[What is being asked]
Copy, exactly and without additions, every line in the records below from the one holding "filename src/manager/registry.rs" through the one holding "use super::*;", both ends included.

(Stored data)
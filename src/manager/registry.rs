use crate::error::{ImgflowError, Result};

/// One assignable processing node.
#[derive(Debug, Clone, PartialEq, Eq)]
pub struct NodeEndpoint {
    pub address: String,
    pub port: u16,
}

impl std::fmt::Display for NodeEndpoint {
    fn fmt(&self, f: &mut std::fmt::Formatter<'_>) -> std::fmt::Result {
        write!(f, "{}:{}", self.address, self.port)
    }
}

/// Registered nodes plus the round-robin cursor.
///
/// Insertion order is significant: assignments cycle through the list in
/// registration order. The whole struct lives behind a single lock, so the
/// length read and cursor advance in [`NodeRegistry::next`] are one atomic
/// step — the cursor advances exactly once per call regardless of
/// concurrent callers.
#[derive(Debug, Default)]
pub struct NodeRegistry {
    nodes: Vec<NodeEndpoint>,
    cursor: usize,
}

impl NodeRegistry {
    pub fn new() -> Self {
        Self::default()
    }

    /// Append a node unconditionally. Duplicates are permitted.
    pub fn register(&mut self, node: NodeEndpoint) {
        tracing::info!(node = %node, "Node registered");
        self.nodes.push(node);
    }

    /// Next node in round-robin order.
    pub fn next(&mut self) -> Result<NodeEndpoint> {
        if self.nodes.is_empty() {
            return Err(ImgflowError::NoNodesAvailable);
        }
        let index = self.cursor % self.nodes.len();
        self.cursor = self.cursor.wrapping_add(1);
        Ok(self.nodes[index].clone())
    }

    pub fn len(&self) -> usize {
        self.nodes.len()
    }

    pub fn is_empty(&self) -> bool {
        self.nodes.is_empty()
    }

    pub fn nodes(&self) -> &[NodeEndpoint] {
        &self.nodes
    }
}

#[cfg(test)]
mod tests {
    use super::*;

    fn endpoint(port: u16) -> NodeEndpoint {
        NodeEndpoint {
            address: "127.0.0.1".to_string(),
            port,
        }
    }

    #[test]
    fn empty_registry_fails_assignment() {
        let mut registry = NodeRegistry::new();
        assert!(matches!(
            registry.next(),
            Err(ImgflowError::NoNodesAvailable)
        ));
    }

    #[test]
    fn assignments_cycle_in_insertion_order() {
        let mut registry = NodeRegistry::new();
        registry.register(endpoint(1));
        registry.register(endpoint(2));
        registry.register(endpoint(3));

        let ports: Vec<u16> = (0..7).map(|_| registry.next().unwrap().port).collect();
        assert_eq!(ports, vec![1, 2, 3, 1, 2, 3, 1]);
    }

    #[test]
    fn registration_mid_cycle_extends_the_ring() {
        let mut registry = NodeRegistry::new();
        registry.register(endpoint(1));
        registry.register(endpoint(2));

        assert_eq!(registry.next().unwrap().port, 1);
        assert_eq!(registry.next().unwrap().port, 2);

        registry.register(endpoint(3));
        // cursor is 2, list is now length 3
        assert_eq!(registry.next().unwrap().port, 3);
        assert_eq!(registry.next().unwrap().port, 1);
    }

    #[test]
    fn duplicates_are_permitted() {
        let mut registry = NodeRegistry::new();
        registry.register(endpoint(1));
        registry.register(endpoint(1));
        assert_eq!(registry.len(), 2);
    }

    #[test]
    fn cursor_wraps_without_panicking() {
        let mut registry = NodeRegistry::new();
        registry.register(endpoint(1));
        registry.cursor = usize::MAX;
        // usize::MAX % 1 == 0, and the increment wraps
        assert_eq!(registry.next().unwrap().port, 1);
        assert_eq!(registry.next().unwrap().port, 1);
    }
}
* * *
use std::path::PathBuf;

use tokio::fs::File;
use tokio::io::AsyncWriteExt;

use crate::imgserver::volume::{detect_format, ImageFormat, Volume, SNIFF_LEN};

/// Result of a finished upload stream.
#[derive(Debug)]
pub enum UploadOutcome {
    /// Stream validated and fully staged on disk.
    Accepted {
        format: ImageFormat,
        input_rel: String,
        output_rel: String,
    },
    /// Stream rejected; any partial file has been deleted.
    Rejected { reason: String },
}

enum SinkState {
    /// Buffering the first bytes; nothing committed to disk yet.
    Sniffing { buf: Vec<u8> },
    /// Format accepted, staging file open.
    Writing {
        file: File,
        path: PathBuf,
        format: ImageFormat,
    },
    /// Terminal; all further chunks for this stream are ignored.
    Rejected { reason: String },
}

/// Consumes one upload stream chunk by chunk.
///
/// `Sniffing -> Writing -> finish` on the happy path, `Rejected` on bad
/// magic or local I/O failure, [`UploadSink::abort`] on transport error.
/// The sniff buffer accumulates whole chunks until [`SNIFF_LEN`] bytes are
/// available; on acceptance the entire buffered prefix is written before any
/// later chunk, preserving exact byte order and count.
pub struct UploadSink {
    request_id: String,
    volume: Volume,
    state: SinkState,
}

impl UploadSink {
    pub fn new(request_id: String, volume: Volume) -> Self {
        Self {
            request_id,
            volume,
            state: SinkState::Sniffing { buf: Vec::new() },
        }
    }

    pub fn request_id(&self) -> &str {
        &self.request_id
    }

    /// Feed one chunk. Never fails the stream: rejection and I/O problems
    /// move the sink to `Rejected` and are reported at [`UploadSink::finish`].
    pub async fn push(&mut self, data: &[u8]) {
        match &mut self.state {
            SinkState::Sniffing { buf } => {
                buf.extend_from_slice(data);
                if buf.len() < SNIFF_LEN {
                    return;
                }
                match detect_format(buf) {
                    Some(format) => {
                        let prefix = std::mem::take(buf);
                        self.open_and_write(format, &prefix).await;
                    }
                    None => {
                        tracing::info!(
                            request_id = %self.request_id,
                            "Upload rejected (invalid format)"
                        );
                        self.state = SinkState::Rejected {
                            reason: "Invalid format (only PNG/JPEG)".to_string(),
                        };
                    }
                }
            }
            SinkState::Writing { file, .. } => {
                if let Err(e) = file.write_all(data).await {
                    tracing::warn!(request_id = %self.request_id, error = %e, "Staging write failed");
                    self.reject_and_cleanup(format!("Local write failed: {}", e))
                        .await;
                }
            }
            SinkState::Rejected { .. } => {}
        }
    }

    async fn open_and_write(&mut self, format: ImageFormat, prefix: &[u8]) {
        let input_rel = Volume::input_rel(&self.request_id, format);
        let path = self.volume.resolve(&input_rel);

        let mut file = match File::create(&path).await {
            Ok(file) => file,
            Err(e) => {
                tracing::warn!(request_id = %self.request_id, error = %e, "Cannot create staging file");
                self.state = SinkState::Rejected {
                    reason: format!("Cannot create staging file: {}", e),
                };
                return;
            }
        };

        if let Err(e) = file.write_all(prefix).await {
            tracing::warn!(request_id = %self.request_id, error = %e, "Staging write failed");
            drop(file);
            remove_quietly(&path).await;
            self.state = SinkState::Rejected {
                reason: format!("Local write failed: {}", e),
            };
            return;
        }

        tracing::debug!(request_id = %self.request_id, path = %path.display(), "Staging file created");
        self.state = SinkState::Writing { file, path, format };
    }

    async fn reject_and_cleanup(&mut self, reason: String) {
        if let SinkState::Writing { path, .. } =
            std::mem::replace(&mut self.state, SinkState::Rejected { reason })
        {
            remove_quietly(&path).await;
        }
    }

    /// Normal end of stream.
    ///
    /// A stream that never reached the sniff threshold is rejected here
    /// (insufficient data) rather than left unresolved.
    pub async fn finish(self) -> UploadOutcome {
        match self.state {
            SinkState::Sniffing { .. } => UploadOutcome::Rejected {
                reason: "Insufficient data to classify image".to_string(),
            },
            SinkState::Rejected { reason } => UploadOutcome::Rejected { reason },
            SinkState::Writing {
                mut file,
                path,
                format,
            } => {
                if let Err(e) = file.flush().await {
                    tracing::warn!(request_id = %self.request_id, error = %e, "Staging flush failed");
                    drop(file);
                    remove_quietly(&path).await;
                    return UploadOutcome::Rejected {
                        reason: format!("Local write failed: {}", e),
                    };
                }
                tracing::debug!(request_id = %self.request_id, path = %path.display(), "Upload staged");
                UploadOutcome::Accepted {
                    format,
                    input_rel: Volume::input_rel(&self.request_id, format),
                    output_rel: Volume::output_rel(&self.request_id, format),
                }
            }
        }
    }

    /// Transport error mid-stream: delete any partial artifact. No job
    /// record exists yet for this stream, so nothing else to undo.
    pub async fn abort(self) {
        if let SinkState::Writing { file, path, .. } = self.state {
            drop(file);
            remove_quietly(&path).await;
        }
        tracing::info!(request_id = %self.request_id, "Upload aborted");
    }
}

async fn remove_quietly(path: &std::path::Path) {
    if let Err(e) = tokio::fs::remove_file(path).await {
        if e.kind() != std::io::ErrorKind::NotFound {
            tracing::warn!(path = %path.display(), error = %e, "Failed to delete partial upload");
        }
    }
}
...
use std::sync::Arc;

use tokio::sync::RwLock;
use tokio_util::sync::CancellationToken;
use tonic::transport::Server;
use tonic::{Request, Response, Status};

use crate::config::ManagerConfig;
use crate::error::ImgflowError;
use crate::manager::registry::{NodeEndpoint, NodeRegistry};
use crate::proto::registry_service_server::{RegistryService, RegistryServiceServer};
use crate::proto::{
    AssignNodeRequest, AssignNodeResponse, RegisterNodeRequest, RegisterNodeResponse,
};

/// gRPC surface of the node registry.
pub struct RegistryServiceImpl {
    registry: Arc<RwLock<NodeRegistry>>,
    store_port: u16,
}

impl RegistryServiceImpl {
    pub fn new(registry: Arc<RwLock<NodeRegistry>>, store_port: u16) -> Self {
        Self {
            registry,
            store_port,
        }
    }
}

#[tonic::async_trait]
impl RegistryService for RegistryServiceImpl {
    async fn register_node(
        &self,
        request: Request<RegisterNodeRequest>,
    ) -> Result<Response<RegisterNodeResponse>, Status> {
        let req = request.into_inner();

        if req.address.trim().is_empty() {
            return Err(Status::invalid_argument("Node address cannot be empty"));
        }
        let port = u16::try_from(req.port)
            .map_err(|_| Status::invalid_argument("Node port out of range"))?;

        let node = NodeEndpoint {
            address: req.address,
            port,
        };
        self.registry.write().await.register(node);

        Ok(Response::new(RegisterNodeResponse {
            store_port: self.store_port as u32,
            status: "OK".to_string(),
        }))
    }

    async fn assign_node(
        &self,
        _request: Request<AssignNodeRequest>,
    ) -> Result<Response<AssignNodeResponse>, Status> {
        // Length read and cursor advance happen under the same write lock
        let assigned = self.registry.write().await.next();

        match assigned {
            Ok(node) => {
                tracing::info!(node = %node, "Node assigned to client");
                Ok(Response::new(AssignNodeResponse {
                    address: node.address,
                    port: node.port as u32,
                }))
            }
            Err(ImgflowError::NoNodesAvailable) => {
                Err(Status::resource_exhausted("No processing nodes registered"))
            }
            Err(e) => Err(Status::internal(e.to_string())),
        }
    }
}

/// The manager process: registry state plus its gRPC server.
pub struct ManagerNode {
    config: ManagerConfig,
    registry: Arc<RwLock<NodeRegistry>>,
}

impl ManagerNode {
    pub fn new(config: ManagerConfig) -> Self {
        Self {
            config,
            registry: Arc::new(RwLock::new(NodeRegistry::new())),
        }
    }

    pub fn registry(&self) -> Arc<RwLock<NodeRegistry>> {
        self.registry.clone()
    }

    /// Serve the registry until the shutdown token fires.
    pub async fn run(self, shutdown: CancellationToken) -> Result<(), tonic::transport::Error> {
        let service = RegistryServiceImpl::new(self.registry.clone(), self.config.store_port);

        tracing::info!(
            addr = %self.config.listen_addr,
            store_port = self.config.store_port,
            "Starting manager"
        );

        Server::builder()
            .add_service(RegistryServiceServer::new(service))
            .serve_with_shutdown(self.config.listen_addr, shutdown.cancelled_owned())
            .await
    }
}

[Response to the exercise]
filename src/manager/registry.rs
use crate::error::{ImgflowError, Result};

/// One assignable processing node.
#[derive(Debug, Clone, PartialEq, Eq)]
pub struct NodeEndpoint {
    pub address: String,
    pub port: u16,
}

impl std::fmt::Display for NodeEndpoint {
    fn fmt(&self, f: &mut std::fmt::Formatter<'_>) -> std::fmt::Result {
        write!(f, "{}:{}", self.address, self.port)
    }
}

/// Registered nodes plus the round-robin cursor.
///
/// Insertion order is significant: assignments cycle through the list in
/// registration order. The whole struct lives behind a single lock, so the
/// length read and cursor advance in [`NodeRegistry::next`] are one atomic
/// step — the cursor advances exactly once per call regardless of
/// concurrent callers.
#[derive(Debug, Default)]
pub struct NodeRegistry {
    nodes: Vec<NodeEndpoint>,
    cursor: usize,
}

impl NodeRegistry {
    pub fn new() -> Self {
        Self::default()
    }

    /// Append a node unconditionally. Duplicates are permitted.
    pub fn register(&mut self, node: NodeEndpoint) {
        tracing::info!(node = %node, "Node registered");
        self.nodes.push(node);
    }

    /// Next node in round-robin order.
    pub fn next(&mut self) -> Result<NodeEndpoint> {
        if self.nodes.is_empty() {
            return Err(ImgflowError::NoNodesAvailable);
        }
        let index = self.cursor % self.nodes.len();
        self.cursor = self.cursor.wrapping_add(1);
        Ok(self.nodes[index].clone())
    }

    pub fn len(&self) -> usize {
        self.nodes.len()
    }

    pub fn is_empty(&self) -> bool {
        self.nodes.is_empty()
    }

    pub fn nodes(&self) -> &[NodeEndpoint] {
        &self.nodes
    }
}

#[cfg(test)]
mod tests {
    use super::*;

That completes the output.